### PROMPT
Below are some records; reproduce them exactly.
====== DATA SUPPLIED ======
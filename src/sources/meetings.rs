//! Meeting summaries from a Drive folder.
//!
//! Each new file is attributed to a project by the classifier, cleaned up by
//! the LLM and stored as chunks that each open with a line naming the
//! project, so retrieval hits carry their attribution in the text itself.

use serde_json::{Map, Value};
use tracing::{debug, info, warn};

use super::drive::{DriveClient, DriveFile};
use super::{SourceError, SyncStats, store_documents};
use crate::assistant::match_project;
use crate::chunking::chunk_documents;
use crate::prompts::{Template, bullet_list};
use crate::services::Services;
use crate::trackers::{PROCESSED_MEETINGS_PATH, ProcessedIds, ReportTracker};

pub fn title_line(project: &str) -> String {
    format!("[This is the meeting summary for {project} project.]")
}

/// First `n` characters, never splitting a code point.
fn leading_chars(text: &str, n: usize) -> &str {
    match text.char_indices().nth(n) {
        Some((idx, _)) => &text[..idx],
        None => text,
    }
}

/// Ask the classifier which known project `text` belongs to.
pub async fn detect_meeting_project(
    services: &Services,
    text: &str,
    projects: &[String],
) -> Result<String, SourceError> {
    let prompt = services
        .prompts()
        .template(Template::DetectMeetingProject)
        .var("text", text)
        .var("projects", bullet_list(projects))
        .build();
    let reply = services.ask_llm(&prompt).await?;
    Ok(match_project(&reply, projects))
}

/// Classify, clean, chunk and store one meeting summary.
pub async fn ingest_meeting(
    services: &Services,
    file: &DriveFile,
    raw_text: &str,
    projects: &[String],
) -> Result<usize, SourceError> {
    let cfg = &services.config.ingest.meetings;
    let head = leading_chars(raw_text, cfg.detect_chars);
    let project = detect_meeting_project(services, head, projects).await?;
    debug!(file = %file.name, project = %project, "meeting project detected");

    let prompt = services
        .prompts()
        .template(Template::MeetingClean)
        .var("raw_text", raw_text)
        .build();
    let cleaned = services.ask_llm(&prompt).await?;
    if cleaned.is_empty() {
        return Ok(0);
    }

    let mut meta = Map::new();
    meta.insert("source".into(), Value::from("grain"));
    meta.insert("project_name".into(), Value::from(project.as_str()));
    meta.insert("file_name".into(), Value::from(file.name.as_str()));
    let title = title_line(&project);
    let docs = chunk_documents(&cleaned, &meta, &file.id, cfg.chunk, Some(&title))
        .map_err(|e| SourceError::Chunk(e.to_string()))?;
    store_documents(services, &cfg.store, &docs).await
}

pub async fn sync(services: &Services) -> Result<SyncStats, SourceError> {
    let cfg = &services.config.ingest.meetings;
    let folder = cfg
        .folder_id
        .as_deref()
        .ok_or_else(|| SourceError::NotConfigured("ingest.meetings.folder_id".into()))?;
    let client = DriveClient::connect(services).await?;
    let storage = &services.storage;
    let projects = ReportTracker::load(storage).await.project_names();
    let mut processed = ProcessedIds::load(storage, PROCESSED_MEETINGS_PATH).await;
    let mut stats = SyncStats::default();

    let files = client.list_files(cfg.page_size, Some(folder)).await?;
    info!(count = files.len(), "meeting files listed");

    for file in files {
        stats.seen += 1;
        if processed.contains(&file.id) {
            stats.skipped += 1;
            continue;
        }
        if !file.is_supported() {
            info!(file = %file.name, mime = %file.mime_type, "unsupported meeting file, skipping");
            stats.skipped += 1;
            continue;
        }
        let raw = match client.download_text(&file).await {
            Ok(t) => t,
            Err(e) => {
                warn!(file = %file.name, error = %e, "meeting download failed");
                stats.failed += 1;
                continue;
            }
        };
        if raw.trim().is_empty() {
            debug!(file = %file.name, "empty meeting file");
            stats.skipped += 1;
            continue;
        }

        match ingest_meeting(services, &file, &raw, &projects).await {
            Ok(written) => {
                info!(file = %file.name, chunks = written, "meeting stored");
                stats.written += written;
                processed.mark(storage, &file.id).await?;
            }
            Err(e) => {
                warn!(file = %file.name, error = %e, "meeting ingestion failed");
                stats.failed += 1;
            }
        }
    }

    info!(%stats, "meetings sync finished");
    Ok(stats)
}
======
### ANSWER FOR THE TASK
filename src/sources/meetings.rs
//! Meeting summaries from a Drive folder.
//!
//! Each new file is attributed to a project by the classifier, cleaned up by
//! the LLM and stored as chunks that each open with a line naming the
//! project, so retrieval hits carry their attribution in the text itself.

use serde_json::{Map, Value};
use tracing::{debug, info, warn};

use super::drive::{DriveClient, DriveFile};
use super::{SourceError, SyncStats, store_documents};
use crate::assistant::match_project;
use crate::chunking::chunk_documents;
use crate::prompts::{Template, bullet_list};
use crate::services::Services;
use crate::trackers::{PROCESSED_MEETINGS_PATH, ProcessedIds, ReportTracker};

pub fn title_line(project: &str) -> String {
    format!("[This is the meeting summary for {project} project.]")
}

/// First `n` characters, never splitting a code point.
fn leading_chars(text: &str, n: usize) -> &str {
    match text.char_indices().nth(n) {
        Some((idx, _)) => &text[..idx],
        None => text,
    }
}

/// Ask the classifier which known project `text` belongs to.
pub async fn detect_meeting_project(
    services: &Services,
    text: &str,
    projects: &[String],
) -> Result<String, SourceError> {
    let prompt = services
        .prompts()
        .template(Template::DetectMeetingProject)
        .var("text", text)
        .var("projects", bullet_list(projects))
        .build();
    let reply = services.ask_llm(&prompt).await?;
    Ok(match_project(&reply, projects))
}

/// Classify, clean, chunk and store one meeting summary.
pub async fn ingest_meeting(
    services: &Services,
    file: &DriveFile,
    raw_text: &str,
    projects: &[String],
) -> Result<usize, SourceError> {
    let cfg = &services.config.ingest.meetings;
    let head = leading_chars(raw_text, cfg.detect_chars);
    let project = detect_meeting_project(services, head, projects).await?;
    debug!(file = %file.name, project = %project, "meeting project detected");

    let prompt = services
        .prompts()
        .template(Template::MeetingClean)
        .var("raw_text", raw_text)
        .build();
    let cleaned = services.ask_llm(&prompt).await?;
    if cleaned.is_empty() {
        return Ok(0);
    }

    let mut meta = Map::new();
    meta.insert("source".into(), Value::from("grain"));
    meta.insert("project_name".into(), Value::from(project.as_str()));
    meta.insert("file_name".into(), Value::from(file.name.as_str()));
    let title = title_line(&project);
    let docs = chunk_documents(&cleaned, &meta, &file.id, cfg.chunk, Some(&title))
        .map_err(|e| SourceError::Chunk(e.to_string()))?;
    store_documents(services, &cfg.store, &docs).await
}

pub async fn sync(services: &Services) -> Result<SyncStats, SourceError> {
    let cfg = &services.config.ingest.meetings;
    let folder = cfg
        .folder_id
        .as_deref()
        .ok_or_else(|| SourceError::NotConfigured("ingest.meetings.folder_id".into()))?;
    let client = DriveClient::connect(services).await?;
    let storage = &services.storage;
    let projects = ReportTracker::load(storage).await.project_names();
    let mut processed = ProcessedIds::load(storage, PROCESSED_MEETINGS_PATH).await;
    let mut stats = SyncStats::default();

    let files = client.list_files(cfg.page_size, Some(folder)).await?;
    info!(count = files.len(), "meeting files listed");

    for file in files {
        stats.seen += 1;
        if processed.contains(&file.id) {
            stats.skipped += 1;
            continue;
        }
        if !file.is_supported() {
            info!(file = %file.name, mime = %file.mime_type, "unsupported meeting file, skipping");
            stats.skipped += 1;
            continue;
        }
        let raw = match client.download_text(&file).await {
            Ok(t) => t,
            Err(e) => {
                warn!(file = %file.name, error = %e, "meeting download failed");
                stats.failed += 1;
                continue;
            }
        };
        if raw.trim().is_empty() {
            debug!(file = %file.name, "empty meeting file");
            stats.skipped += 1;
            continue;
        }

        match ingest_meeting(services, &file, &raw, &projects).await {
            Ok(written) => {
                info!(file = %file.name, chunks = written, "meeting stored");
                stats.written += written;
                processed.mark(storage, &file.id).await?;
            }
            Err(e) => {
                warn!(file = %file.name, error = %e, "meeting ingestion failed");
                stats.failed += 1;
            }
        }
    }

    info!(%stats, "meetings sync finished");
    Ok(stats)
}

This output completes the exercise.